Summer School with Lola Tung

The lead of Prime Video's The Summer I Turned Pretty feels equally supported by her on- and off-screen families.

Lola Tung's casting as the lead in Prime Video's The Summer I Turned Pretty fulfills a dream she's had since she played the Tin Man in a sixth-grade production of The Wizard of Oz. The actress studied drama at LaGuardia High School, aka New York's Fame school of the arts, and at Carnegie Mellon University. During her freshman year of college, she was cast in Summer, her first professional role.

"It was a completely different learning experience," she says. "I had no idea there would be so many camera setups just to do one scene! And how long that takes."

YA author Jenny Han (To All the Boys I've Loved Before) adapted season one of The Summer I Turned Pretty from her 2009 book of the same name. Set in a fictional town called Cousins Beach, it's the coming-of-age story of Isabel "Belly" Conklin, who grapples with her feelings for her mother's best friend's two sons, with whom she summers every year.

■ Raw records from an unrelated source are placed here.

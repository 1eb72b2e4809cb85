//! Elaboration of simulator designs into flat module descriptions.
//!
//! This crate turns the structural side of a design into an
//! [`ElaboratedModule`](strata_ir::ElaboratedModule) that an HDL emitter can
//! consume without touching the simulator:
//!
//! - [`Interface`] trees of signals, constants and nested interfaces are
//!   resolved by dotted path and flattened to `_`-joined hardware names.
//! - [`ConstExpr`] folds arithmetic over interface constants to literals.
//! - [`ModuleBuilder`] collects ports, signals, views and constants and
//!   checks that every view refers to declared storage.

#![warn(missing_docs)]

pub mod const_eval;
pub mod error;
pub mod interface;
pub mod module;

pub use const_eval::{const_to_i128, eval_const_expr, BinaryOp, ConstEnv, ConstExpr};
pub use error::ElabError;
pub use interface::{FlatConst, FlatSignal, Interface, InterfaceBuilder, Member};
pub use module::ModuleBuilder;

A drama about a teen love triangle could easily skew cutesy, but Tung's portrayal grounds the story. Her most challenging scene was in the season one finale, she says. After the kids learn that Belly's mom's best friend has terminal cancer, she and her brother crawl into bed with their mother and they cling together and cry.

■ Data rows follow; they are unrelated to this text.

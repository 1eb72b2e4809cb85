//! Conformance test helpers for the Strata simulator.
//!
//! Provides small building blocks shared by the scenario tests: value
//! constructors, a step-counting testbench process, a free-running clock
//! and a shortcut from `strata.toml` text to a [`SimConfig`].

#![warn(missing_docs)]

use strata_common::{BitError, BitVector, Value};
use strata_config::{load_config_from_str, ConfigError};
use strata_ir::{ProcessId, SignalId};
use strata_sim::{Process, ProcessContext, ProcessKind, SimConfig, SimError, Simulator, Suspend};

/// An unsigned `width`-bit vector value holding `value`.
pub fn bits(value: i128, width: u32) -> Result<Value, BitError> {
    Ok(Value::Bits(BitVector::from_int(value, width)?))
}

/// A bounded vector value holding `value` within `[min, max)`.
pub fn bounded(value: i128, min: i128, max: i128) -> Result<Value, BitError> {
    Ok(Value::Bits(BitVector::bounded(value, min, max)?))
}

/// A testbench process whose body receives the number of times it has
/// been resumed before, starting at zero.
pub struct Stepper<F> {
    step: usize,
    body: F,
}

/// Wraps `body` in a [`Stepper`].
pub fn stepper<F>(body: F) -> Stepper<F>
where
    F: FnMut(&mut ProcessContext<'_>, usize) -> Result<Suspend, SimError>,
{
    Stepper { step: 0, body }
}

impl<F> Process for Stepper<F>
where
    F: FnMut(&mut ProcessContext<'_>, usize) -> Result<Suspend, SimError>,
{
    fn resume(&mut self, cx: &mut ProcessContext<'_>) -> Result<Suspend, SimError> {
        let step = self.step;
        self.step += 1;
        (self.body)(cx, step)
    }
}

/// Spawns a testbench process built from a [`Stepper`] body.
pub fn spawn_bench<F>(sim: &mut Simulator, name: &str, body: F) -> ProcessId
where
    F: FnMut(&mut ProcessContext<'_>, usize) -> Result<Suspend, SimError> + 'static,
{
    sim.spawn(name, ProcessKind::Initial, stepper(body))
}

/// Spawns a clock that starts low and toggles every `half_period` ticks.
///
/// The clock never finishes; runs using it end by a stop request or a time limit.
pub fn spawn_clock(sim: &mut Simulator, name: &str, clock: SignalId, half_period: u64) -> ProcessId {
    spawn_bench(sim, name, move |cx, step| {
        cx.write(&clock, step % 2 == 1)?;
        Ok(Suspend::delay(half_period))
    })
}

/// Parses `strata.toml` text into a simulator configuration.
pub fn sim_config(toml: &str) -> Result<SimConfig, ConfigError> {
    let run = load_config_from_str(toml)?;
    Ok(SimConfig::from(&run))
}

#[cfg(test)]
mod tests {
    use super::*;

    #[test]
    fn stepper_counts_resumes() {
        let mut sim = Simulator::new();
        let s = sim.signal("s", Value::Int(0)).unwrap();
        spawn_bench(&mut sim, "bench", move |cx, step| {
            cx.write(&s, step as i128)?;
            if step == 3 {
                return Ok(Suspend::Done);
            }
            Ok(Suspend::delay(1))
        });
        sim.run().unwrap();
        assert_eq!(sim.value(s).unwrap(), &Value::Int(3));
    }

    #[test]
    fn clock_toggles() {
        let mut sim = Simulator::new();
        let clk = sim.signal("clk", false).unwrap();
        spawn_clock(&mut sim, "clk_gen", clk, 5);
        sim.run_until(12).unwrap();
        // Low at 0, high at 5, low at 10.
        assert_eq!(sim.value(clk).unwrap(), &Value::Bool(false));
        sim.run_until(16).unwrap();
        assert_eq!(sim.value(clk).unwrap(), &Value::Bool(true));
    }

    #[test]
    fn config_shortcut() {
        let config = sim_config("[simulation]\ntime_limit = 30\n").unwrap();
        assert_eq!(config.time_limit, Some(30));
        assert!(sim_config("[simulation]\nmax_deltas = 0\n").is_err());
    }
}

"I was nervous about it; it's such a big scene," Tung says. "But doing it with Jackie [Chung, who plays her mom] and Sean [Kaufman, as her brother], who are such wonderful actors and people, made it so much easier. We had become a family at that point."

As she awaits the release of season two on July 14, Tung says her off-screen family is just as supportive. She quotes her dad's advice as words she lives by: "When I call him and tell him about an event or something about the show, he always says, 'Keep doing it if you love it, and don't get a big head!' It's the simplest but best advice."